Section of a gamelan composition

The minggah or inggah is a section of a gendhing composition for gamelan.

It follows the merong, after an ompak. It is distinguished from the previous section by the use of kempyang. In the minggah section, the kempyang and kethuk play in the same pattern as in the ketawang, but with no kempul, and the kenong only where the gong ageng goes in the ketawang. Like the merong, it has a diversity of forms which can be specified by naming the number of kethuk strokes used. For example, consider "gendhing kethuk 2 kerep minggah kethuk 4." This means that in the minggah, there will be four gatras per nongan. The structure would then look like:

pTp. pTp. pTp. pTpN

pTp. pTp. pTp. pTpN

pTp. pTp. pTp. pTpN

pTp. pTp. pTp. pTpG

where "." indicates no interpunctuating instrument plays, p indicates the stroke of the kempyang, T the ketuk, N the kenong, and G the simultaneous stroke of the gong and kenong.

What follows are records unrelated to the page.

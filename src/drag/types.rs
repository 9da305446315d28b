// Core data structures for pointer dragging

use serde::{Deserialize, Serialize};

use crate::geometry::Size;

/// Stacking category. Icons and dialogs are raised only among their own kind.
#[derive(Debug, Clone, Copy, PartialEq, Eq, Serialize, Deserialize)]
#[serde(rename_all = "kebab-case")]
pub enum StackCategory {
    Icon,
    Dialog,
}

#[derive(Debug, Clone, Copy, Default, PartialEq, Eq, Serialize, Deserialize)]
#[serde(rename_all = "kebab-case")]
pub enum DragState {
    #[default]
    Idle,
    Dragging,
}

/// Part of an element that received the pointer
#[derive(Debug, Clone, Copy, PartialEq, Eq, Serialize, Deserialize)]
#[serde(rename_all = "kebab-case")]
pub enum HitRegion {
    /// Dialog title bar
    Header,
    /// Dialog content region, or the whole of an icon
    Body,
    /// Dialog close button
    CloseControl,
    /// Embedded sub-document of a framed dialog
    FramedContent,
}

/// Compact/mobile viewport test, the equivalent of `(max-width: Npx)`.
/// Height is deliberately ignored.
#[derive(Debug, Clone, Copy, PartialEq, Serialize, Deserialize)]
pub struct CompactPredicate {
    pub max_width: f64,
}

impl CompactPredicate {
    pub fn new(max_width: f64) -> Self {
        Self { max_width }
    }

    pub fn matches(&self, viewport: Size) -> bool {
        viewport.width <= self.max_width
    }
}

/// Reported when a drag ends
#[derive(Debug, Clone, Copy, PartialEq, Eq)]
pub struct DragRelease {
    /// The element position changed at least once during the drag
    pub moved: bool,
}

Thus, in each section, the gong plays once, the kenong divides that into four parts, and then that is divided into parts according to the given structure. Here each nongan lasts 16 beats (keteg), and thus the gongan lasts 64.

All minggah of this form are one gongan (four nongan) in length. However, the minggah may also use one of the other structures, especially the ladrang. If that is the case, the piece will be noted something like "minggah ladrang". If the other section has a different title, that will be given as well.